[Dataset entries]
Content starts

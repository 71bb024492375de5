//! # Findings and Reports
//!
//! Reported (non-fatal) problems. Every finding carries the path from the
//! document root to the offending node and a message. Reports are sorted
//! explicitly so output never depends on evaluation order.

use std::fmt;

use serde::Serialize;
use serde_json::Value;

/// One step in a path from the document root.
///
/// Indices order before keys; within a variant, natural ordering.
#[derive(Debug, Clone, PartialEq, Eq, PartialOrd, Ord, Hash, Serialize)]
#[serde(untagged)]
pub enum PathSegment {
    /// Position in a sequence.
    Index(usize),
    /// Key in a mapping.
    Key(String),
}

impl fmt::Display for PathSegment {
    fn fmt(&self, f: &mut fmt::Formatter<'_>) -> fmt::Result {
        match self {
            Self::Index(i) => write!(f, "{i}"),
            Self::Key(k) => f.write_str(k),
        }
    }
}

impl From<&str> for PathSegment {
    fn from(key: &str) -> Self {
        Self::Key(key.to_string())
    }
}

impl From<usize> for PathSegment {
    fn from(index: usize) -> Self {
        Self::Index(index)
    }
}

/// Which check produced a finding.
#[derive(Debug, Clone, Copy, PartialEq, Eq, PartialOrd, Ord, Hash, Serialize)]
#[serde(rename_all = "snake_case")]
pub enum FindingKind {
    /// Structural violation reported by the schema.
    Schema,
    /// Bridge endpoint that does not name a connector.
    CrossReference,
}

/// A single reported problem.
#[derive(Debug, Clone, PartialEq, Eq, Serialize)]
pub struct Finding {
    /// Which check produced this.
    pub kind: FindingKind,
    /// Path from the document root to the offending node.
    pub path: Vec<PathSegment>,
    /// Human-readable description.
    pub message: String,
}

impl Finding {
    /// A schema finding.
    pub fn schema(path: Vec<PathSegment>, message: impl Into<String>) -> Self {
        Self {
            kind: FindingKind::Schema,
            path,
            message: message.into(),
        }
    }

    /// A cross-reference finding.
    pub fn cross_reference(path: Vec<PathSegment>, message: impl Into<String>) -> Self {
        Self {
            kind: FindingKind::CrossReference,
            path,
            message: message.into(),
        }
    }

    /// The path as a JSON Pointer (`/` for the root).
    pub fn pointer(&self) -> String {
        if self.path.is_empty() {
            return "/".to_string();
        }
        self.path
            .iter()
            .map(|s| format!("/{}", escape_pointer_token(&s.to_string())))
            .collect()
    }
}

impl fmt::Display for Finding {
    fn fmt(&self, f: &mut fmt::Formatter<'_>) -> fmt::Result {
        match self.kind {
            FindingKind::Schema => write!(f, "[schema] {}: {}", self.pointer(), self.message),
            FindingKind::CrossReference => {
                let joined: Vec<String> = self.path.iter().map(ToString::to_string).collect();
                write!(f, "[{}] {}", joined.join("/"), self.message)
            }
        }
    }
}

/// Sort findings by path components, then message.
pub fn sort_findings(findings: &mut [Finding]) {
    findings.sort_by(|a, b| a.path.cmp(&b.path).then_with(|| a.message.cmp(&b.message)));
}

/// Ordered outcome of one validation run.
///
/// Schema findings always precede cross-reference findings.
#[derive(Debug, Clone, Default, PartialEq, Eq, Serialize)]
pub struct Report {
    findings: Vec<Finding>,
}

impl Report {
    /// Assemble a report from the two finding sets, sorting each.
    pub fn new(mut schema: Vec<Finding>, mut cross_reference: Vec<Finding>) -> Self {
        sort_findings(&mut schema);
        sort_findings(&mut cross_reference);
        schema.append(&mut cross_reference);
        Self { findings: schema }
    }

    /// True when nothing was reported.
    pub fn is_clean(&self) -> bool {
        self.findings.is_empty()
    }

    /// Number of findings.
    pub fn len(&self) -> usize {
        self.findings.len()
    }

    /// True when there are no findings.
    pub fn is_empty(&self) -> bool {
        self.findings.is_empty()
    }

    /// All findings in report order.
    pub fn findings(&self) -> &[Finding] {
        &self.findings
    }

    /// Findings of one kind, in report order.
    pub fn of_kind(&self, kind: FindingKind) -> impl Iterator<Item = &Finding> {
        self.findings.iter().filter(move |f| f.kind == kind)
    }

    /// One rendered line per finding.
    pub fn lines(&self) -> Vec<String> {
        self.findings.iter().map(ToString::to_string).collect()
    }

    /// Consume the report, returning its findings.
    pub fn into_findings(self) -> Vec<Finding> {
        self.findings
    }
}

impl fmt::Display for Report {
    fn fmt(&self, f: &mut fmt::Formatter<'_>) -> fmt::Result {
        for (i, finding) in self.findings.iter().enumerate() {
            if i > 0 {
                writeln!(f)?;
            }
            write!(f, "{finding}")?;
        }
        Ok(())
    }
}

/// Turn a JSON Pointer into path segments, deciding index vs key by
/// walking `instance`: a token is an index only where the node it
/// addresses is a sequence.
pub fn segments_from_pointer(pointer: &str, instance: &Value) -> Vec<PathSegment> {
    let mut segments = Vec::new();
    let mut cursor = Some(instance);
    for raw in pointer.split('/').skip(1) {
        let token = unescape_pointer_token(raw);
        let segment = match (cursor, token.parse::<usize>()) {
            (Some(Value::Array(_)), Ok(index)) => PathSegment::Index(index),
            _ => PathSegment::Key(token),
        };
        cursor = match (&segment, cursor) {
            (PathSegment::Index(i), Some(Value::Array(items))) => items.get(*i),
            (PathSegment::Key(k), Some(Value::Object(map))) => map.get(k),
            _ => None,
        };
        segments.push(segment);
    }
    segments
}

fn unescape_pointer_token(token: &str) -> String {
    token.replace("~1", "/").replace("~0", "~")
}

fn escape_pointer_token(token: &str) -> String {
    token.replace('~', "~0").replace('/', "~1")
}

#[cfg(test)]
mod tests {
    use super::*;
    use serde_json::json;

    fn key(k: &str) -> PathSegment {
        PathSegment::from(k)
    }

    #[test]
    fn pointer_segments_follow_instance_shape() {
        let instance = json!({
            "connectors": {"0": {"params": {"topics": [{"qos": 3}]}}}
        });
        let segs = segments_from_pointer("/connectors/0/params/topics/0/qos", &instance);
        assert_eq!(
            segs,
            vec![
                key("connectors"),
                key("0"),
                key("params"),
                key("topics"),
                PathSegment::Index(0),
                key("qos"),
            ]
        );
    }

    #[test]
    fn pointer_tokens_are_unescaped() {
        let instance = json!({"a/b": {"c~d": 1}});
        let segs = segments_from_pointer("/a~1b/c~0d", &instance);
        assert_eq!(segs, vec![key("a/b"), key("c~d")]);
        let finding = Finding::schema(segs, "x");
        assert_eq!(finding.pointer(), "/a~1b/c~0d");
    }

    #[test]
    fn empty_pointer_is_root() {
        assert!(segments_from_pointer("", &json!({})).is_empty());
        assert_eq!(Finding::schema(vec![], "m").pointer(), "/");
    }

    #[test]
    fn report_orders_by_path_then_message() {
        let schema = vec![
            Finding::schema(vec![key("gateway")], "b"),
            Finding::schema(vec![key("connectors"), key("s2")], "z"),
            Finding::schema(vec![key("gateway")], "a"),
            Finding::schema(vec![], "root"),
        ];
        let xref = vec![
            Finding::cross_reference(vec![key("bridges"), key("b2"), key("to")], "m"),
            Finding::cross_reference(vec![key("bridges"), key("b1"), key("to")], "m"),
        ];
        let report = Report::new(schema, xref);
        let lines = report.lines();
        assert_eq!(
            lines,
            vec![
                "[schema] /: root",
                "[schema] /connectors/s2: z",
                "[schema] /gateway: a",
                "[schema] /gateway: b",
                "[bridges/b1/to] m",
                "[bridges/b2/to] m",
            ]
        );
        assert_eq!(report.of_kind(FindingKind::CrossReference).count(), 2);
    }

    #[test]
    fn indices_sort_numerically_before_keys() {
        let mut findings = vec![
            Finding::schema(vec![key("t"), PathSegment::Index(10)], "m"),
            Finding::schema(vec![key("t"), key("x")], "m"),
            Finding::schema(vec![key("t"), PathSegment::Index(2)], "m"),
        ];
        sort_findings(&mut findings);
        assert_eq!(findings[0].path[1], PathSegment::Index(2));
        assert_eq!(findings[1].path[1], PathSegment::Index(10));
        assert_eq!(findings[2].path[1], key("x"));
    }

    #[test]
    fn report_serializes_to_json() {
        let report = Report::new(
            vec![Finding::schema(vec![key("a"), PathSegment::Index(1)], "bad")],
            vec![],
        );
        let value = serde_json::to_value(&report).unwrap();
        assert_eq!(
            value,
            json!({"findings": [{"kind": "schema", "path": ["a", 1], "message": "bad"}]})
        );
    }

    #[test]
    fn clean_report() {
        let report = Report::default();
        assert!(report.is_clean());
        assert_eq!(report.to_string(), "");
    }
}
//! # iotgw-cli — Gateway Configuration Validator
//!
//! Provides the `iotgw-validate` command. It decides process-level policy
//! (argument parsing, output rendering, exit codes) around the
//! [`iotgw_schema`] pipeline.
//!
//! ```bash
//! iotgw-validate config.yaml
//! iotgw-validate --fragment modbus-rtu protocols/modbus_rtu.yaml
//! iotgw-validate --protocols-dir meta-iotgw/recipes-iotgw/iotgwd/files/protocols
//! iotgw-validate --print-merged --format json /etc/iotgw/iotgw.yaml
//! ```
//!
//! Exit codes: 0 clean, 1 findings reported, 2 fatal error.

pub mod validate;

use std::path::{Path, PathBuf};

/// Location of the gateway grammar relative to the repository root.
pub const DEFAULT_SCHEMA_RELATIVE: &str = "meta-iotgw/recipes-iotgw/iotgwd/files/iotgw.schema.json";

/// Walk up from `start` to the first directory containing
/// [`DEFAULT_SCHEMA_RELATIVE`].
pub fn find_repo_root(start: &Path) -> Option<PathBuf> {
    start
        .ancestors()
        .find(|dir| dir.join(DEFAULT_SCHEMA_RELATIVE).is_file())
        .map(Path::to_path_buf)
}

/// Walk up from the current directory to find the repository root.
pub fn resolve_repo_root() -> Option<PathBuf> {
    let cwd = std::env::current_dir().ok()?;
    find_repo_root(&cwd)
}
//! # Cross-Reference Checks
//!
//! The grammar cannot say that `bridges.<id>.from` / `.to` must name an
//! entry of `connectors`. This module does.

use std::collections::BTreeSet;

use serde_json::{Map, Value};

use crate::report::{sort_findings, Finding, PathSegment};

/// Bridge fields that must reference a connector id.
pub const ENDPOINT_FIELDS: [&str; 2] = ["from", "to"];

/// Verify every bridge endpoint names a declared connector.
///
/// A missing or null `connectors`/`bridges` counts as empty. A container of
/// any other non-mapping type yields one finding and ends the check.
pub fn check_cross_references(document: &Map<String, Value>) -> Vec<Finding> {
    let empty = Map::new();

    let connectors = match document.get("connectors") {
        None | Some(Value::Null) => &empty,
        Some(Value::Object(map)) => map,
        Some(_) => {
            return vec![Finding::cross_reference(
                vec![PathSegment::from("connectors")],
                "must be an object (map of id → connector)",
            )]
        }
    };
    let bridges = match document.get("bridges") {
        None | Some(Value::Null) => &empty,
        Some(Value::Object(map)) => map,
        Some(_) => {
            return vec![Finding::cross_reference(
                vec![PathSegment::from("bridges")],
                "must be an object (map of id → bridge)",
            )]
        }
    };

    let known: BTreeSet<&str> = connectors.keys().map(String::as_str).collect();
    let mut findings = Vec::new();

    for (bridge_id, bridge) in bridges {
        let Value::Object(bridge) = bridge else {
            findings.push(Finding::cross_reference(
                vec![PathSegment::from("bridges"), PathSegment::from(bridge_id.as_str())],
                "each bridge must be an object",
            ));
            continue;
        };
        for field in ENDPOINT_FIELDS {
            let target = bridge.get(field);
            let resolved = matches!(target, Some(Value::String(id)) if known.contains(id.as_str()));
            if !resolved {
                findings.push(Finding::cross_reference(
                    vec![
                        PathSegment::from("bridges"),
                        PathSegment::from(bridge_id.as_str()),
                        PathSegment::from(field),
                    ],
                    format!("unknown connector id '{}'", describe(target)),
                ));
            }
        }
    }

    sort_findings(&mut findings);
    tracing::debug!(
        bridges = bridges.len(),
        connectors = known.len(),
        unresolved = findings.len(),
        "cross-reference check finished"
    );
    findings
}

fn describe(target: Option<&Value>) -> String {
    match target {
        None | Some(Value::Null) => "null".to_string(),
        Some(Value::String(s)) => s.clone(),
        Some(other) => other.to_string(),
    }
}
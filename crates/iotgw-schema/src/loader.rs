//! # Document Loader
//!
//! Reads a YAML (or JSON, which is a YAML subset) source into a
//! `serde_json::Value`. The merger and the pipeline go through the
//! [`DocumentLoader`] trait so include resolution can be driven from
//! memory in tests.

use std::path::Path;

use serde_json::{Map, Value};

use crate::error::ConfigError;

/// A parsed configuration document: string keys to arbitrary nested values.
pub type Document = Map<String, Value>;

/// Source of parsed documents, keyed by path.
pub trait DocumentLoader {
    /// Load and parse the document at `path`.
    ///
    /// An empty source loads as `Value::Null`.
    fn load(&self, path: &Path) -> Result<Value, ConfigError>;
}

/// Loads documents from the local filesystem as UTF-8 YAML.
#[derive(Debug, Default, Clone, Copy)]
pub struct YamlFileLoader;

impl DocumentLoader for YamlFileLoader {
    fn load(&self, path: &Path) -> Result<Value, ConfigError> {
        let content =
            std::fs::read_to_string(path).map_err(|source| ConfigError::DocumentRead {
                path: path.to_path_buf(),
                source,
            })?;
        tracing::debug!(path = %path.display(), bytes = content.len(), "read document");
        parse_yaml(&content, path)
    }
}

/// Parse YAML text. `origin` is only used for diagnostics.
pub fn parse_yaml(content: &str, origin: &Path) -> Result<Value, ConfigError> {
    if content.trim().is_empty() {
        return Ok(Value::Null);
    }
    serde_yaml::from_str(content).map_err(|e| ConfigError::DocumentParse {
        path: origin.to_path_buf(),
        reason: e.to_string(),
    })
}

/// Coerce a loaded root document into a mapping. Null becomes empty.
pub fn into_document(value: Value, origin: &Path) -> Result<Document, ConfigError> {
    match value {
        Value::Null => Ok(Document::new()),
        Value::Object(map) => Ok(map),
        _ => Err(ConfigError::DocumentNotMapping {
            path: origin.to_path_buf(),
        }),
    }
}

#[cfg(test)]
mod tests {
    use super::*;
    use serde_json::json;

    #[test]
    fn parses_nested_yaml() {
        let yaml = r#"
gateway:
  name: gw-01
  metrics_port: 9100
connectors:
  s1:
    type: mqtt
    params:
      topics: [a, b]
"#;
        let value = parse_yaml(yaml, Path::new("inline.yaml")).unwrap();
        assert_eq!(value["gateway"]["name"], "gw-01");
        assert_eq!(value["gateway"]["metrics_port"], 9100);
        assert_eq!(value["connectors"]["s1"]["params"]["topics"][1], "b");
    }

    #[test]
    fn empty_source_is_null() {
        assert_eq!(parse_yaml("", Path::new("e.yaml")).unwrap(), Value::Null);
        assert_eq!(parse_yaml("  \n\n", Path::new("e.yaml")).unwrap(), Value::Null);
    }

    #[test]
    fn malformed_yaml_is_parse_error() {
        let err = parse_yaml("gateway: [unclosed", Path::new("bad.yaml")).unwrap_err();
        match err {
            ConfigError::DocumentParse { path, reason } => {
                assert_eq!(path, Path::new("bad.yaml"));
                assert!(!reason.is_empty());
            }
            other => panic!("expected DocumentParse, got: {other}"),
        }
    }

    #[test]
    fn missing_file_is_read_error() {
        let dir = tempfile::tempdir().unwrap();
        let err = YamlFileLoader
            .load(&dir.path().join("absent.yaml"))
            .unwrap_err();
        assert!(matches!(err, ConfigError::DocumentRead { .. }));
    }

    #[test]
    fn loads_from_disk() {
        let dir = tempfile::tempdir().unwrap();
        let path = dir.path().join("gw.yaml");
        std::fs::write(&path, "gateway:\n  name: disk\n").unwrap();
        let value = YamlFileLoader.load(&path).unwrap();
        assert_eq!(value, json!({"gateway": {"name": "disk"}}));
    }

    #[test]
    fn into_document_rules() {
        let origin = Path::new("root.yaml");
        assert!(into_document(Value::Null, origin).unwrap().is_empty());
        assert_eq!(
            into_document(json!({"a": 1}), origin).unwrap().get("a"),
            Some(&json!(1))
        );
        assert!(matches!(
            into_document(json!([1, 2]), origin),
            Err(ConfigError::DocumentNotMapping { .. })
        ));
    }
}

Content ends

__EXERCISE DETAILS__
Which lines belong in the answer? Exactly those from the first line of the entries through the line holding "Copy, PartialEq, Eq, PartialOrd, Ord, Hash, Serialize)]", inclusive, copied unchanged.

__ANSWER TO THIS PROBLEM__
repository 71bb024492375de5
//! # Findings and Reports
//!
//! Reported (non-fatal) problems. Every finding carries the path from the
//! document root to the offending node and a message. Reports are sorted
//! explicitly so output never depends on evaluation order.

use std::fmt;

use serde::Serialize;
use serde_json::Value;

/// One step in a path from the document root.
///
/// Indices order before keys; within a variant, natural ordering.
#[derive(Debug, Clone, PartialEq, Eq, PartialOrd, Ord, Hash, Serialize)]
#[serde(untagged)]
pub enum PathSegment {
    /// Position in a sequence.
    Index(usize),
    /// Key in a mapping.
    Key(String),
}

impl fmt::Display for PathSegment {
    fn fmt(&self, f: &mut fmt::Formatter<'_>) -> fmt::Result {
        match self {
            Self::Index(i) => write!(f, "{i}"),
            Self::Key(k) => f.write_str(k),
        }
    }
}

impl From<&str> for PathSegment {
    fn from(key: &str) -> Self {
        Self::Key(key.to_string())
    }
}

impl From<usize> for PathSegment {
    fn from(index: usize) -> Self {
        Self::Index(index)
    }
}

/// Which check produced a finding.
#[derive(Debug, Clone, Copy, PartialEq, Eq, PartialOrd, Ord, Hash, Serialize)]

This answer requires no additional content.